Will sabia que o veterinário não precisava dessas informações. Afinal, Nico já havia dito os chocolates que tinham na caixa e eles já havia feito a lavagem gástrica em Cérbero. Ele só queria que Nico fosse embora e descansasse, e Will concordava totalmente com isso.

Como Nico ainda parecia meio incerto, Will deu um sorriso e disse:

— Eu te ajudo a procurar.

— Isso, ótima ideia! — Dr. Underwood sorriu — Eu ligo se acontecer algo. Mas não se preocupem muito, ele está reagindo bem.

— Hã... tudo bem — Nico assentiu, mas não parecia muito certo disso.

— Obrigado, doutor. — Will deu um sorriso gentil e apertou a sua mão, sentindo-se realmente aliviado e agradecido. 

— Imagina. Só estou fazendo o meu trabalho. — Dr. Underwood devolveu o sorriso. — Se vocês me dão licença, preciso checar outros pacientes.

Os dois assentiram e viram o veterinário se afastar.

— Vamos? — Will tocou de leve o cotovelo de Nico e deu seu melhor sorriso.

Nico ainda parecia meio aéreo, então apenas balançou a cabeça em concordância e deixou que Will o guiasse para fora da clínica.

 ***

O caminho para casa foi silencioso. Nico ficou o tempo todo apoiado no vidro, olhando para a rua. Will observou que o carro estava limpo, sem mais resquícios de areia. Pensar naquela tarde maravilhosa na praia e em como Cérbero parecia animado o deixou um pouco triste. Esperava que o filhote se recuperasse rápido e voltasse logo para casa.

Eles chegaram ao prédio e seguiram para o elevador, ainda em silêncio.

— Tudo bem? — Will finalmente perguntou, olhando de soslaio para Nico. 

— Sim, claro — Nico, encostado na parede do lado oposto onde Will estava, respondeu. 

Mentiroso. 

— Tem certeza? — Will insistiu. — Você parece um pouco triste...

Nico cruzou os braços e olhou para ele.

— Não estou triste, ok? Só não quero que meu pai me dê um sermão e me chame de irresponsável. 

E lá estava Nico usando o pai como desculpa novamente só para não admitir sua preocupação com o filhote.

— A culpa não foi sua! — Will exclamou.

— Claro que foi!

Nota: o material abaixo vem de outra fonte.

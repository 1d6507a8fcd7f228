use bitcoin::Script;
use bitcoin::opcodes::all::OP_RETURN;
use bitcoin::script::Instruction;

use crate::errors::DecodeError;

/// An `OP_RETURN` output split into its protocol marker and data pushes.
#[derive(Debug, PartialEq, Eq)]
pub struct MemoScript<'a> {
    pub prefix: u8,
    pub kind: u8,
    pub fields: Vec<&'a [u8]>,
}

/// Splits an output script of the form `OP_RETURN <prefix kind> <push>...`.
///
/// Scripts that do not start with `OP_RETURN` followed by a two byte push are
/// not protocol payloads. Once the marker is found, anything but data pushes
/// makes the script malformed.
pub fn parse_memo_script(bytes: &[u8]) -> Result<MemoScript<'_>, DecodeError> {
    let mut instructions = Script::from_bytes(bytes).instructions();

    match instructions.next() {
        Some(Ok(Instruction::Op(op))) if op == OP_RETURN => {}
        _ => return Err(DecodeError::NotProtocol),
    }
    let (prefix, kind) = match instructions.next() {
        Some(Ok(Instruction::PushBytes(marker))) => match marker.as_bytes() {
            [prefix, kind] => (*prefix, *kind),
            _ => return Err(DecodeError::NotProtocol),
        },
        _ => return Err(DecodeError::NotProtocol),
    };

    let mut fields = Vec::new();
    for instruction in instructions {
        match instruction {
            Ok(Instruction::PushBytes(data)) => fields.push(data.as_bytes()),
            Ok(Instruction::Op(op)) => {
                return Err(DecodeError::MalformedScript(format!(
                    "unexpected opcode {op}"
                )));
            }
            Err(e) => return Err(DecodeError::MalformedScript(e.to_string())),
        }
    }

    Ok(MemoScript {
        prefix,
        kind,
        fields,
    })
}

Eu deveria ter visto que havia caído um pedaço de chocolate no chão.

— Nico... — Will diminuiu a distância entre eles e se apoiou na parede ao seu lado, fazendo seus braços se encostarem levemente. — Essas coisas acontecem, até o tutor mais cuidadoso comete erros. Olha, ficar se culpando agora não vai mudar o que aconteceu. E você ouviu o doutor, Cérbero vai ficar bem. 

Nico soltou um suspiro, mas não respondeu. Eles seguiram até o sétimo andar sem falar mais nada. Quando as portas se abriram, Nico foi em direção ao seu apartamento e Will  foi logo atrás dele. Ele estava preocupado com o vizinho e não queria deixá-lo sozinho agora. E, se acontecesse algum imprevisto, duvidava que Nico iria conseguir dirigir até a clínica sozinho.

Nico lhe lançou um olhar por cima do ombro, mas não disse nada. Entrou no apartamento, deixando a porta entreaberta, então Will entendeu isso como um convite para entrar também. 

Olhando em volta, dava para ver que Nico tinha mesmo saído às pressas. Ainda havia algumas compras na bancada da cozinha.

— Você vai ficar parado aí? — Nico perguntou, na frente do sofá. — Me ajude a achar o maldito chocolate. 

— Ok, certo! — ele pegou o celular e ligou a lanterna. 

Procuraram pelo apartamento todo. O chocolate provavelmente caiu na sala, mas Cérbero deveria ter levado para algum outro lugar. 

— Achei! — Will, na área de serviço, exclamou contente. 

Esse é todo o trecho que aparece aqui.